Of all the products that government agencies develop, blogs are perhaps the most challenging. Keeping them fresh and interesting can be quite a task. Once we’ve got the thing going and get followers, we’ve got to continuously feed the beast with new content or we quickly lose our audience.
That’s why I was so thrilled recently when I saw so many government agencies listed as having “must-read” blogs in the technology realm.
Last week, FedTech magazine posted their picks for the 50 Must-Read Federal I.T. Blogs for 2014, and earlier this month its counterpart StateTech magazine posted the 50 Must-Read State and Local I.T. Blogs for 2014. While there are many non-government organizations, think tanks, and media outlets producing blogs in the government technology space, it was wonderful to see government agencies making the list.

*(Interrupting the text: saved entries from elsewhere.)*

//! Argument-buffer assembler.
//!
//! Lays resolved slots out into one contiguous buffer. Two addressing
//! conventions exist:
//!
//! ```text
//! unfolded: [leading][word 0 .. word N-1][side blocks][trailing regions]
//! folded:   [leading][table ptr][tiling ptr?][overflow ptr?][table][side blocks][trailing regions]
//! ```
//!
//! Folded addressing moves every word except the tiling and overflow
//! pointers into an out-of-line table, so kernels with very large I/O counts
//! keep a small fixed argument header. Trailing regions appear in a fixed
//! order, each only when used: tiling data, exception sizes, host scalars,
//! then the AI-CPU kernel definition and ext info.
//!
//! Layout is planned first ([`Assembler::plan`]) so the device allocation can
//! be sized; the buffer is then written against the allocation's base
//! address ([`Assembler::fill`]). The refresh registry and dump record come
//! out of the same pass.

use snafu::{OptionExt, ensure};
use tessel_device::DevicePtr;

use crate::buffer::{ArgumentBuffer, Region, WORD, align8, end_of};
use crate::config::RuntimeConfig;
use crate::descriptor::{KernelVariant, OperatorDescriptor};
use crate::dump::{DumpEntry, DumpRecord, DumpTag, TensorSizes};
use crate::error::*;
use crate::refresh::{HostInputEntry, RefreshEntry, RefreshRegistry, TilingScalarEntry};
use crate::resolver::{ResolvedSlot, SlotValue};
use crate::tiling::TilingBlob;

/// Size of the packed AI-CPU parameter head:
/// `u32 length, u32 io_addr_num, u32 ext_info_len, u64 ext_info_addr`.
pub const AICPU_HEAD_SIZE: usize = 20;

#[derive(Debug, Clone, Copy, PartialEq, Eq, Hash, strum::Display)]
#[strum(serialize_all = "snake_case")]
pub enum Addressing {
    Unfolded,
    Folded,
}

/// Byte layout of one argument buffer.
#[derive(Debug, Clone, PartialEq, Eq)]
pub struct ArgumentLayout {
    pub addressing: Addressing,
    pub leading: Region,
    /// Fixed words directly after the leading region.
    pub header: Region,
    /// Out-of-line table of folded layouts.
    pub table: Option<Region>,
    /// Offset of every emitted word, in emission order.
    pub word_offsets: Vec<usize>,
    /// Shape blocks in slot order.
    pub side_blocks: Vec<Region>,
    pub tiling: Option<Region>,
    pub exception: Option<Region>,
    /// Host-scalar entries in slot order.
    pub host_inputs: Vec<Region>,
    pub kernel_def: Option<Region>,
    pub ext_info: Option<Region>,
    pub total: usize,
}

impl ArgumentLayout {
    pub fn is_folded(&self) -> bool {
        self.addressing == Addressing::Folded
    }

    /// Every occupied byte range: leading region, header words, table words
    /// and each trailing region.
    pub fn regions(&self) -> Vec<Region> {
        let mut regions = vec![self.leading];
        if self.table.is_some() {
            regions.push(Region::new(self.header.offset, WORD));
        }
        regions.extend(self.word_offsets.iter().map(|&offset| Region::new(offset, WORD)));
        regions.extend(self.side_blocks.iter().copied());
        regions.extend(self.tiling);
        regions.extend(self.exception);
        regions.extend(self.host_inputs.iter().copied());
        regions.extend(self.kernel_def);
        regions.extend(self.ext_info);
        regions.retain(|region| region.len > 0);
        regions
    }
}

/// Buffer contents together with the bookkeeping recorded while writing it.
#[derive(Debug, Clone, PartialEq, Eq)]
pub struct Assembled {
    pub layout: ArgumentLayout,
    pub buffer: ArgumentBuffer,
    pub refresh: RefreshRegistry,
    pub dump: DumpRecord,
}

/// Cursor handing out consecutive regions with checked arithmetic.
struct Cursor {
    offset: usize,
}

impl Cursor {
    fn take(&mut self, len: usize, what: &'static str) -> Result<Region> {
        let region = Region::new(self.offset, len);
        self.offset = end_of(self.offset, len, what)?;
        Ok(region)
    }

    fn take_aligned(&mut self, len: usize, what: &'static str) -> Result<Region> {
        self.offset = align8(self.offset).context(CapacityOverflowSnafu { what })?;
        self.take(len, what)
    }
}

pub struct Assembler<'a> {
    config: &'a RuntimeConfig,
}

impl<'a> Assembler<'a> {
    pub fn new(config: &'a RuntimeConfig) -> Self {
        Self { config }
    }

    /// Folded iff the kernel can fold and the emitted word count exceeds the
    /// threshold.
    pub fn addressing(&self, kernel: &KernelVariant, words: usize) -> Addressing {
        if kernel.can_fold() && words > self.config.fold_slot_threshold {
            Addressing::Folded
        } else {
            Addressing::Unfolded
        }
    }

    pub fn plan(&self, op: &OperatorDescriptor, slots: &[ResolvedSlot], blob: &TilingBlob) -> Result<ArgumentLayout> {
        let words = slots.len();
        let addressing = self.addressing(&op.kernel, words);
        let mut cursor = Cursor { offset: 0 };

        let leading = match &op.kernel {
            KernelVariant::AiCpu(_) | KernelVariant::CustomAiCpu { .. } => cursor.take(AICPU_HEAD_SIZE, "leading")?,
            KernelVariant::Customized { leading, .. } => {
                let len = align8(leading.len()).context(CapacityOverflowSnafu { what: "leading" })?;
                cursor.take(len, "leading")?
            }
            KernelVariant::AiCore { .. } => cursor.take(0, "leading")?,
        };

        let mut word_offsets = Vec::with_capacity(words);
        let (header, table) = match addressing {
            Addressing::Unfolded => {
                let len = words.checked_mul(WORD).context(CapacityOverflowSnafu { what: "argument words" })?;
                let header = cursor.take(len, "argument words")?;
                word_offsets.extend((0..words).map(|index| header.offset + index * WORD));
                (header, None)
            }
            Addressing::Folded => {
                // Tiling pointer first, then overflow pointer, whatever their
                // order in the format.
                let tiling = slots.iter().any(|slot| slot.value == SlotValue::TilingPointer);
                let overflow = slots.iter().any(|slot| matches!(slot.value, SlotValue::Overflow(_)));
                let pinned = usize::from(tiling) + usize::from(overflow);
                let header = cursor.take((1 + pinned) * WORD, "folded header")?;
                let table_len =
                    (words - pinned).checked_mul(WORD).context(CapacityOverflowSnafu { what: "folded table" })?;
                let table = cursor.take_aligned(table_len, "folded table")?;

                let tiling_at = header.offset + WORD;
                let overflow_at = header.offset + WORD * (1 + usize::from(tiling));
                let mut next = table.offset;
                for slot in slots {
                    let offset = match slot.value {
                        SlotValue::TilingPointer => tiling_at,
                        SlotValue::Overflow(_) => overflow_at,
                        _ => {
                            next += WORD;
                            next - WORD
                        }
                    };
                    word_offsets.push(offset);
                }
                (header, Some(table))
            }
        };

        let mut side_blocks = Vec::new();
        for slot in slots {
            if let SlotValue::ShapeBlock(block) = &slot.value {
                let len = block.len().checked_mul(WORD).context(CapacityOverflowSnafu { what: "shape block" })?;
                side_blocks.push(cursor.take_aligned(len, "shape block")?);
            }
        }

        let tiling = if slots.iter().any(|slot| slot.value == SlotValue::TilingPointer) {
            Some(cursor.take_aligned(blob.layout.region_size()?, "tiling region")?)
        } else {
            None
        };

        let exception = if op.attrs.exception_dump {
            let len = DumpRecord::exception_region_size(words).context(CapacityOverflowSnafu { what: "exception" })?;
            Some(cursor.take_aligned(len, "exception region")?)
        } else {
            None
        };

        let mut host_inputs: Vec<Region> = Vec::new();
        let mut host_total = 0usize;
        for slot in slots {
            if let SlotValue::HostInput { bytes, .. } = &slot.value {
                let len = align8(bytes.len()).context(CapacityOverflowSnafu { what: "host input" })?;
                host_total = end_of(host_total, len, "host input region")?;
                host_inputs.push(cursor.take_aligned(len, "host input region")?);
            }
        }
        ensure!(
            host_total <= self.config.max_host_input_bytes,
            CapacityExceededSnafu {
                what: "host input region",
                size: host_total,
                limit: self.config.max_host_input_bytes
            }
        );

        let (kernel_def, ext_info) = match &op.kernel {
            KernelVariant::AiCpu(kernel) | KernelVariant::CustomAiCpu { kernel, .. } => (
                Some(cursor.take_aligned(kernel.kernel_def.len(), "kernel def")?),
                Some(cursor.take_aligned(kernel.ext_info.len(), "ext info")?),
            ),
            _ => (None, None),
        };

        let total = align8(cursor.offset).context(CapacityOverflowSnafu { what: "argument buffer" })?;
        ensure!(
            total <= self.config.max_args_bytes,
            CapacityExceededSnafu { what: "argument buffer", size: total, limit: self.config.max_args_bytes }
        );

        tracing::debug!(op.name = %op.name, slots = words, %addressing, args.size = total, "argument layout planned");
        Ok(ArgumentLayout {
            addressing,
            leading,
            header,
            table,
            word_offsets,
            side_blocks,
            tiling,
            exception,
            host_inputs,
            kernel_def,
            ext_info,
            total,
        })
    }

    /// Write the buffer for `layout`, placed at device address `base`.
    pub fn fill(
        &self,
        op: &OperatorDescriptor,
        layout: ArgumentLayout,
        slots: &[ResolvedSlot],
        blob: &TilingBlob,
        sizes: &TensorSizes,
        base: DevicePtr,
    ) -> Result<Assembled> {
        let mut buffer = ArgumentBuffer::new(layout.total);
        let mut refresh = RefreshRegistry::default();
        let mut dump = DumpRecord::default();
        let at = |region: Region| -> Result<DevicePtr> {
            base.offset(region.offset).context(CapacityOverflowSnafu { what: "device address" })
        };

        match &op.kernel {
            KernelVariant::AiCpu(kernel) | KernelVariant::CustomAiCpu { kernel, .. } => {
                let ext_info_addr = match layout.ext_info {
                    Some(region) if region.len > 0 => at(region)?,
                    _ => DevicePtr::NULL,
                };
                let narrow = |value: usize, what: &'static str| -> Result<u32> {
                    u32::try_from(value).ok().context(CapacityOverflowSnafu { what })
                };
                buffer.write_u32(0, narrow(layout.total, "aicpu length")?)?;
                buffer.write_u32(4, narrow(slots.len(), "aicpu io count")?)?;
                buffer.write_u32(8, narrow(kernel.ext_info.len(), "aicpu ext info")?)?;
                buffer.write_u64(12, ext_info_addr.addr())?;
            }
            KernelVariant::Customized { leading, .. } => buffer.write_bytes(layout.leading.offset, leading)?,
            KernelVariant::AiCore { .. } => {}
        }

        if let Some(table) = layout.table {
            buffer.write_u64(layout.header.offset, at(table)?.addr())?;
        }

        let exception_addr = match layout.exception {
            Some(region) => at(region)?,
            None => DevicePtr::NULL,
        };

        let mut side_blocks = layout.side_blocks.iter();
        let mut host_inputs = layout.host_inputs.iter();
        for (slot, &offset) in slots.iter().zip(&layout.word_offsets) {
            let (word, entry) = match &slot.value {
                SlotValue::Tensor { addr, ptr, relocatable, nullable } => {
                    refresh.record_tensor(RefreshEntry {
                        offset,
                        addr: *addr,
                        relocatable: *relocatable,
                        nullable: *nullable,
                    });
                    (ptr.addr(), DumpEntry::from(*addr))
                }
                SlotValue::HostInput { input, bytes } => {
                    let region = *host_inputs.next().context(CapacityOverflowSnafu { what: "host input region" })?;
                    buffer.write_padded(region.offset, bytes, region.len)?;
                    refresh.record_host_input(HostInputEntry { region, input: *input });
                    (at(region)?.addr(), DumpEntry::Input(*input))
                }
                SlotValue::Null => (0, DumpEntry::Unsupported),
                SlotValue::Literal(value) => (*value, DumpEntry::Sized { tag: DumpTag::Custom, size: WORD }),
                SlotValue::ShapeBlock(words) => {
                    let region = *side_blocks.next().context(CapacityOverflowSnafu { what: "shape block" })?;
                    for (index, &word) in words.iter().enumerate() {
                        buffer.write_u64(region.offset + index * WORD, word)?;
                    }
                    (at(region)?.addr(), DumpEntry::Sized { tag: DumpTag::WithShape, size: region.len })
                }
                SlotValue::TilingPointer => {
                    let region = layout.tiling.context(CapacityOverflowSnafu { what: "tiling region" })?;
                    buffer.write_bytes(region.offset, &blob.region_bytes(exception_addr)?)?;
                    refresh.record_tiling_region(region, exception_addr);
                    (at(region)?.addr(), DumpEntry::Sized { tag: DumpTag::TilingData, size: region.len })
                }
                SlotValue::TilingScalar(scalar) => {
                    refresh.record_tiling_scalar(TilingScalarEntry { offset, scalar: *scalar });
                    (blob.scalar(*scalar), DumpEntry::Sized { tag: DumpTag::Custom, size: WORD })
                }
                SlotValue::Hidden(handle) => (*handle, DumpEntry::Unsupported),
                SlotValue::Event(ptr) | SlotValue::Overflow(ptr) | SlotValue::Control(ptr) => {
                    (ptr.addr(), DumpEntry::Unsupported)
                }
            };
            buffer.write_u64(offset, word)?;
            dump.push(entry);
        }

        if let Some(region) = layout.exception {
            for (index, word) in dump.exception_words(sizes, layout.is_folded()).into_iter().enumerate() {
                buffer.write_u64(region.offset + index * WORD, word)?;
            }
        }

        if let KernelVariant::AiCpu(kernel) | KernelVariant::CustomAiCpu { kernel, .. } = &op.kernel {
            if let Some(region) = layout.kernel_def {
                buffer.write_bytes(region.offset, &kernel.kernel_def)?;
            }
            if let Some(region) = layout.ext_info {
                buffer.write_bytes(region.offset, &kernel.ext_info)?;
            }
        }

        Ok(Assembled { layout, buffer, refresh, dump })
    }
}

/// Byte sizes of the operator's tensors and the blob's workspaces, for the
/// exception region.
pub fn tensor_sizes(op: &OperatorDescriptor, blob: &TilingBlob) -> TensorSizes {
    use crate::args_format::Direction;

    let sizes = |direction| -> Vec<usize> {
        op.instances(direction).map(|desc| desc.byte_size().unwrap_or_default()).collect()
    };
    TensorSizes {
        inputs: sizes(Direction::Input),
        outputs: sizes(Direction::Output),
        workspaces: blob.workspace_sizes.to_vec(),
    }
}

Congratulations to the cities of Baltimore, Chicago, New York, and Seattle, and state agencies in California, Georgia, Massachusetts, Nebraska, and North Carolina. On the federal side, congratulations go to the White House for both their Office of Science and Technology Policy and their Open Government blog, Department of Homeland Security’s Science and Technology Directorate (which also had two blogs on the list, including FirstResponder.gov), the Department of Health and Human Resources (also with two blogs), General Services Administration (also with two blogs), Department of Defense, Department of Energy, Environmental Protection Agency, Federal Communications Commission, Federal Trade Commission, U.S. Agency for International Development, U.S. Department of Agriculture, and the federal CIO Council.
Also, a shout-out goes to our friends in the National Association of Counties, and the National Association of State Chief Information Officers for also making the list.